Unlike Amazon Go, which challenges the traditional concept of brick-and-mortar grocery-shopping by allowing customers to select their own groceries and then leave the store without ever having to wait in the checkout line (although it seems Amazon Go could now be called Amazon Stop), the Treasure Truck seems to be more of an exciting than convenient way for customers to nab the latest (random) deal, which has included everything from stand-up inflatable paddle boards to prime porterhouse steaks and lump crabmeat. Amazon’s Treasure Truck can only be experienced through Amazon’s app, but by integrating the Truck into its Mobile Shopping App, Amazon has continued to capitalize on its customers’ desire for a seamless shopping experience.
The Treasure Truck also seems to promote local businesses (and probably avoids parking tickets) by partnering with local business to use their outdoor lots as one of the Truck’s item pick-up locations. While the Treasure Truck concept has shown how the combination of these concepts can generate quite a bit of excitement, it has also demonstrated that adding a bit of star power to the mix doesn’t hurt either. In December former Seattle Seahawk Marshawn Lynch donned a bright orange Treasure Truck parka and blasted hip-hop music as he drove the Truck to a stop by CenturyLink Field to sell a Beast Mode-themed item of the day.

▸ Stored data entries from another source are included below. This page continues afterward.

use axum::http::StatusCode;
use axum::response::IntoResponse;

use dashgate_core::ErrorEnvelope;

/// The only place failures become HTTP responses.
///
/// The response status mirrors `envelope.status`; an out-of-range status
/// falls back to 502 since it can only have come from a misbehaving upstream.
pub fn envelope_response(envelope: ErrorEnvelope) -> axum::response::Response {
    let status = StatusCode::from_u16(envelope.status)
        .ok()
        .filter(|s| s.is_client_error() || s.is_server_error())
        .unwrap_or(StatusCode::BAD_GATEWAY);

    (status, axum::Json(envelope)).into_response()
}

pub fn json_error(status: StatusCode, message: impl Into<String>) -> axum::response::Response {
    envelope_response(ErrorEnvelope::new(status.as_u16(), message))
}
use std::sync::Arc;
use std::time::Instant;

use axum::{
    extract::State,
    http::{HeaderName, HeaderValue},
    middleware::Next,
    response::Response,
};
use tracing::Instrument;

use dashgate_core::RequestId;

use crate::context::RequestContext;
use crate::credentials::CredentialStore;

pub const REQUEST_ID_HEADER: HeaderName = HeaderName::from_static("x-request-id");

#[derive(Clone)]
pub struct RequestState {
    pub credentials: Arc<CredentialStore>,
}

/// Attach a [`RequestContext`] and wrap the request in a tracing span.
///
/// Only method, path and outcome are logged; headers and cookies never are.
pub async fn request_context(
    State(state): State<RequestState>,
    mut req: axum::http::Request<axum::body::Body>,
    next: Next,
) -> Response {
    let request_id = RequestId::new();
    let credential = state.credentials.read(req.headers());

    let span = tracing::info_span!(
        "http_request",
        request_id = %request_id,
        method = %req.method(),
        path = %req.uri().path(),
        authenticated = credential.is_some(),
    );

    req.extensions_mut()
        .insert(RequestContext::new(request_id, credential));

    async move {
        let started = Instant::now();
        let mut response = next.run(req).await;

        tracing::info!(
            status = response.status().as_u16(),
            latency_ms = started.elapsed().as_millis() as u64,
            "request completed"
        );

        if let Ok(value) = HeaderValue::from_str(&request_id.to_string()) {
            response.headers_mut().insert(REQUEST_ID_HEADER, value);
        }
        response
    }
    .instrument(span)
    .await
}
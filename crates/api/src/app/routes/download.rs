//! GET /api/download?url=...: fetch a file server-side and stream it back as an attachment.

use std::sync::Arc;

use axum::{
    body::Body,
    extract::{Extension, Query},
    http::{header, HeaderValue, StatusCode},
    response::{IntoResponse, Response},
};
use reqwest::Url;
use serde::Deserialize;

use crate::app::{errors, GatewayState};

pub const MISSING_URL_MESSAGE: &str = "URL is required";
pub const DOWNLOAD_FAILED_MESSAGE: &str = "Failed to download file";

const DEFAULT_FILENAME: &str = "download";

#[derive(Debug, Deserialize)]
pub struct DownloadQuery {
    pub url: Option<String>,
}

pub async fn download(
    Extension(state): Extension<Arc<GatewayState>>,
    query: Option<Query<DownloadQuery>>,
) -> Response {
    let Some(raw) = query
        .and_then(|Query(q)| q.url)
        .map(|u| u.trim().to_string())
        .filter(|u| !u.is_empty())
    else {
        return errors::json_error(StatusCode::BAD_REQUEST, MISSING_URL_MESSAGE);
    };

    let url = match Url::parse(&raw) {
        Ok(url) if matches!(url.scheme(), "http" | "https") => url,
        _ => {
            tracing::info!("download rejected: unsupported url");
            return errors::json_error(StatusCode::INTERNAL_SERVER_ERROR, DOWNLOAD_FAILED_MESSAGE);
        }
    };

    let filename = attachment_filename(&url);

    let upstream = match state.upstream.fetch(url).await {
        Ok(response) if response.status().is_success() => response,
        Ok(response) => {
            tracing::warn!(status = response.status().as_u16(), "download source returned an error");
            return errors::json_error(StatusCode::INTERNAL_SERVER_ERROR, DOWNLOAD_FAILED_MESSAGE);
        }
        Err(err) => {
            tracing::warn!(error = %err, "download fetch failed");
            return errors::json_error(StatusCode::INTERNAL_SERVER_ERROR, DOWNLOAD_FAILED_MESSAGE);
        }
    };

    let content_type = upstream
        .headers()
        .get(header::CONTENT_TYPE)
        .cloned()
        .unwrap_or_else(|| HeaderValue::from_static("application/octet-stream"));
    let content_length = upstream.headers().get(header::CONTENT_LENGTH).cloned();

    let disposition = HeaderValue::from_str(&format!("attachment; filename=\"{filename}\""))
        .unwrap_or_else(|_| HeaderValue::from_static("attachment; filename=\"download\""));

    let mut response = (
        StatusCode::OK,
        [
            (header::CONTENT_TYPE, content_type),
            (header::CONTENT_DISPOSITION, disposition),
        ],
        Body::from_stream(upstream.bytes_stream()),
    )
        .into_response();

    if let Some(length) = content_length {
        response.headers_mut().insert(header::CONTENT_LENGTH, length);
    }
    response
}

/// Last non-empty path segment of the URL, made safe for a quoted header value.
pub fn attachment_filename(url: &Url) -> String {
    let segment = url
        .path_segments()
        .and_then(|segments| segments.filter(|s| !s.is_empty()).last())
        .unwrap_or(DEFAULT_FILENAME);

    let cleaned: String = segment
        .chars()
        .map(|c| if c.is_ascii_graphic() && c != '"' && c != '\\' { c } else { '_' })
        .collect();

    if cleaned.is_empty() {
        DEFAULT_FILENAME.to_string()
    } else {
        cleaned
    }
}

Any attempt to recreate the actual Treasure Truck however will require some originality as Amazon was issued a patent for the Truck’s design in January, which includes flashing lights, pop-out signage, and a marquee. (Apparently there is only room for so many ice cream trucks for grown-ups.) It seems however, that a patent cannot cover the seemingly simple concept of the Treasure Truck: exciting daily deals, online shopping, and a little brick and mortar fun. This leaves us wondering if other retailers will follow suit and add another kind of excitement to the limited time, limited quantity deal—or perhaps some other seemingly basic retail concept—in a another way?